第17話 雨とコーヒーとブラウスが

「うわ、やっば……」


「あー、降ってきたね」


 帰り道、突如として雷鳴が轟き、街路樹の葉を揺らす程の激しいスコール。

 空気は一気に冷えて、全身がじわじわと濡れていく。



「どこかで雨宿りでもする?」


 俺がそう声をかけると、隣で制服の袖を絞っていた七瀬がピタリと動きを止めた。


 そして、目を見開きながら言った。


「……現実で初めてそのセリフ聞いた。感動」


「いや、それ感動することか?」


「だって……漫画みたいじゃない?」


「いや、まぁ……そうかもだけど」


 雨宿りという行為一つにここまで目を輝かせられる人間、なかなか見ない。



「じゃあ、せっかくだし……」



 七瀬は少し顔を上げ、前髪のしずくをぬぐって言った。



「漫画っぽく、小洒落た喫茶店とか行ってみたい」


「いやそんな都合よく……」


 俺が言いかけたところで、七瀬がスマホをスッと取り出した。


「任せて。文明の利器、地図アプリ」


 


 ──5分後。


「ないね」


「ないな」



 予想通り、小洒落た喫茶店なんて存在しなかった。



「……しょうがない、あそこ行くか」


「ん、妥協も大事」



 俺は傘代わりのカバンを頭に載せ、通りの角にあるチェーンのコーヒーショップを指差した。



「なんか……呪文みたい」


 店内に入り、メニュー表を見て、七瀬が眉間にしわを寄せる。


「ラテ……マキアート? ショート、トール、グランデ……なにこれ。召喚魔法?」


「サイズの話な」


「むずい……神谷くん、注文して」


「おう、俺がやるよ。てか来るの初めてだったのか」


「クール系地味子はこんなとこ来ない」


「偏見がすぎる」



 俺が手慣れた様子で注文を済ませていると、七瀬は横でじっとこっちを見ていた。


 そして、ぽつり。



「リア充め……」


「なんで睨まれてんの、俺」


「慣れてる感、すごかった」


「そりゃまぁ、たまに来てるからな」


「いったいどこの女と? そいつ、許せない」


「男だよ。言わせんな」


「だと思った」


「コノヤロウ……」



 トレーを持って席に向かうと、店内は俺たちと同じように雨宿り目的の人たちで割と賑わっていた。

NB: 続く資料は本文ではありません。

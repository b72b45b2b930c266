use std::{
    fmt::Write as _,
    path::PathBuf,
};

use alloy_json_abi::Function;
use alloy_primitives::{
    Address,
    hex,
};
use clap::Parser;
use color_eyre::{
    Result,
    eyre::{
        bail,
        eyre,
    },
};
use serde_json::{
    Value,
    json,
};
use tracing::debug;
use workbench::{
    abi::{
        ContractInterface,
        coerce_values,
        encode_call,
        function_selector,
        is_constant,
        param_types,
    },
    compiler::{
        Compiler,
        SolcCompiler,
    },
    config::DEFAULT_ENV_PATH,
    env::{
        EnvironmentOptions,
        default_environment,
        ensure_environment,
        load_environment,
    },
};

/// What a command prints, in both output modes.
#[derive(Debug)]
pub struct CommandOutput {
    pub text: String,
    pub json: Value,
}

#[derive(Debug, Parser)]
pub struct EnvArgs {
    /// Environment file to create
    #[arg(long, env = "WORKBENCH_ENV_PATH", default_value = DEFAULT_ENV_PATH)]
    pub env_path: PathBuf,
    /// Account funded and marked as the default sender
    #[arg(long, env = "WORKBENCH_FROM")]
    pub from: Option<Address>,
    /// Overwrite an existing file with the default environment
    #[arg(long)]
    pub reset: bool,
}

impl EnvArgs {
    pub fn run(&self) -> Result<CommandOutput> {
        let options = EnvironmentOptions {
            initial_state: self.reset.then(|| default_environment(self.from)),
            default_from: self.from,
        };
        ensure_environment(&options, &self.env_path)?;

        let snapshot = load_environment(&self.env_path)?;
        let default_account = snapshot
            .env
            .default_account()
            .ok_or_else(|| eyre!("{} has no default account", self.env_path.display()))?;

        Ok(CommandOutput {
            text: format!(
                "Environment {} ready, default account {default_account}, {} account(s)",
                self.env_path.display(),
                snapshot.env.accounts.len()
            ),
            json: json!({
                "status": "success",
                "path": self.env_path,
                "default_account": default_account,
                "accounts": snapshot.env.accounts.len(),
            }),
        })
    }
}

#[derive(Debug, Parser)]
pub struct SelectorsArgs {
    /// JSON ABI file
    pub abi: PathBuf,
    /// Contract name used in messages; defaults to the file stem
    #[arg(long)]
    pub name: Option<String>,
}

impl SelectorsArgs {
    pub fn run(&self) -> Result<CommandOutput> {
        let json = std::fs::read_to_string(&self.abi)?;
        let name = self.name.clone().unwrap_or_else(|| {
            self.abi
                .file_stem()
                .map(|stem| stem.to_string_lossy().split('.').next().unwrap_or_default().to_string())
                .unwrap_or_default()
        });
        let interface = ContractInterface::from_json(name, &json)?;

        let collisions = interface.selector_collisions();
        if let Some((selector, first, second)) = collisions.first() {
            bail!(
                "{}: {first} and {second} share selector {selector}",
                interface.name()
            );
        }

        let mut text = String::new();
        let mut entries = Vec::new();
        for function in interface.functions() {
            let selector = function_selector(function);
            let signature = function.signature();
            let constant = is_constant(function);
            let kind = if constant { "constant" } else { "transaction" };
            writeln!(text, "{selector} {signature} {kind}")?;
            entries.push(json!({
                "selector": selector,
                "signature": signature,
                "constant": constant,
            }));
        }

        Ok(CommandOutput {
            text: text.trim_end().to_string(),
            json: json!({
                "status": "success",
                "contract": interface.name(),
                "functions": entries,
            }),
        })
    }
}

#[derive(Debug, Parser)]
pub struct CompileArgs {
    /// Source files, relative to --dir
    #[arg(required = true)]
    pub files: Vec<String>,
    /// Directory the sources live in
    #[arg(long, default_value = ".")]
    pub dir: PathBuf,
    /// Solidity compiler binary
    #[arg(long, env = "WORKBENCH_SOLC", default_value = "solc")]
    pub solc: PathBuf,
}

impl CompileArgs {
    pub async fn run(&self) -> Result<CommandOutput> {
        let compiler = SolcCompiler::new(self.solc.clone());
        let output = compiler.compile(&self.dir, &self.files).await?;
        debug!(target: "workbench_cli", sources = output.sources.len(), "Compilation finished");

        let mut text = String::new();
        let mut entries = Vec::new();
        for (name, contract) in &output.contracts {
            let size = contract.bytecode.trim_start_matches("0x").len() / 2;
            writeln!(text, "{name}: {size} bytes")?;
            entries.push(json!({ "name": name, "bytecode_size": size }));
        }

        Ok(CommandOutput {
            text: text.trim_end().to_string(),
            json: json!({
                "status": "success",
                "contracts": entries,
            }),
        })
    }
}

#[derive(Debug, Parser)]
pub struct EncodeArgs {
    /// Function signature, e.g. `transfer(address,uint256)`
    pub signature: String,
    /// Arguments in their human readable form
    pub args: Vec<String>,
}

impl EncodeArgs {
    pub fn run(&self) -> Result<CommandOutput> {
        let calldata = encode_signature(&self.signature, &self.args)?;
        let encoded = hex::encode_prefixed(&calldata);
        Ok(CommandOutput {
            json: json!({ "status": "success", "calldata": encoded }),
            text: encoded,
        })
    }
}

fn encode_signature(signature: &str, args: &[String]) -> Result<Vec<u8>> {
    let function =
        Function::parse(signature).map_err(|e| eyre!("invalid signature {signature}: {e}"))?;
    let types = param_types(&function.inputs)?;
    let values = coerce_values(&types, args)?;
    Ok(encode_call(&function, &values)?.to_vec())
}

#[cfg(test)]
mod tests {
    use super::*;
    use tempfile::TempDir;
    use workbench::env::DEFAULT_ACCOUNT;

    #[test]
    fn encode_builds_selector_prefixed_calldata() {
        let calldata = encode_signature(
            "transfer(address,uint256)",
            &["0x000000000000000000000000000000000000000e".to_string(), "100".to_string()],
        )
        .unwrap();

        assert_eq!(&calldata[..4], &hex::decode("a9059cbb").unwrap()[..]);
        assert_eq!(calldata.len(), 4 + 64);
        assert_eq!(calldata[4 + 31], 0x0e);
        assert_eq!(calldata[4 + 63], 100);
    }

    #[test]
    fn encode_rejects_wrong_argument_count() {
        assert!(encode_signature("transfer(address,uint256)", &["1".to_string()]).is_err());
        assert!(encode_signature("not a signature", &[]).is_err());
    }

    #[test]
    fn env_creates_default_file() {
        let dir = TempDir::new().unwrap();
        let args = EnvArgs {
            env_path: dir.path().join("ethereum.json"),
            from: None,
            reset: false,
        };

        let output = args.run().unwrap();
        assert_eq!(output.json["default_account"], json!(DEFAULT_ACCOUNT));
        assert_eq!(output.json["accounts"], 1);
    }

    #[test]
    fn selectors_lists_every_function() {
        let dir = TempDir::new().unwrap();
        let path = dir.path().join("Token.abi.json");
        std::fs::write(
            &path,
            r#"[
                {"type":"function","name":"transfer","inputs":[{"name":"to","type":"address"},{"name":"amount","type":"uint256"}],"outputs":[{"name":"","type":"bool"}],"stateMutability":"nonpayable"},
                {"type":"function","name":"totalSupply","inputs":[],"outputs":[{"name":"","type":"uint256"}],"stateMutability":"view"}
            ]"#,
        )
        .unwrap();

        let output = SelectorsArgs { abi: path, name: None }.run().unwrap();
        assert_eq!(output.json["contract"], "Token");
        assert_eq!(output.json["functions"].as_array().unwrap().len(), 2);
        assert!(output.text.contains("0xa9059cbb transfer(address,uint256) transaction"));
        assert!(output.text.contains("totalSupply() constant"));
    }
}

 俺たちは一番奥のテーブル席を確保し、ようやく落ち着く。



「はぁ……濡れた靴ってこんなに不快なんだな」


「ブレザーもびしょびしょ。乾くまで時間かかりそう」


 俺たちは濡れて少し冷えた体を温めるようにホットドリンクに口をつけ、テーブルに肘をついた。



 窓の外には、まだ止む気配のない雨。



「早く雨、止まねーかな……」



 俺がそうボヤいた時、



「あ……」



 七瀬の口から、小さく漏れる声。



「ん? どうした?」



 顔を向けると、七瀬はチラッと俺を見て、いたずらっぽく笑った。



「……見て、見て」


「え?」


 七瀬は、ブラウスの上に羽織っていたブレザーの前を少し開き、自分の胸元を指差した。



「濡れ透け」



 一瞬、時間が止まったような感覚。


 俺の視界に映ったのは、白いブラウスの下に透けて見える薄い紫色のブラ。ブラウスが張り付いていて、細かいレースや谷間までくっきりとわかる。



「う、うわっ!? おまっ……!」


「ふふ。ちょっと見てほしかっただけ」


「いや、何が“ちょっと”だ! あと“だけ”ってなんだよ!」


 俺が慌てて顔を背けると、七瀬はクスクスと肩を揺らす。


「だってこんなシチュエーション、漫画なら絶対ある。やらないわけにはいかない」


「現実だと俺が一番困るシーンだそれ……!」


「じゃあ困って?」


「十分困ってる!!」


「大成功」



 七瀬はブレザーの前をしっかりと閉めると、少しそっぽ向いてカップに口をつける。

 その頬は、ほんのり赤くなっていた。



「やっぱり、ちょっと恥ずかしかったかも……」


「もうやるなよ。少なくともこんな他に人がいる所ではさ」


「ん、そうする」



 雨音が店内に静かに響く中、俺たちはしばらく黙って、それぞれのカップを傾けていた。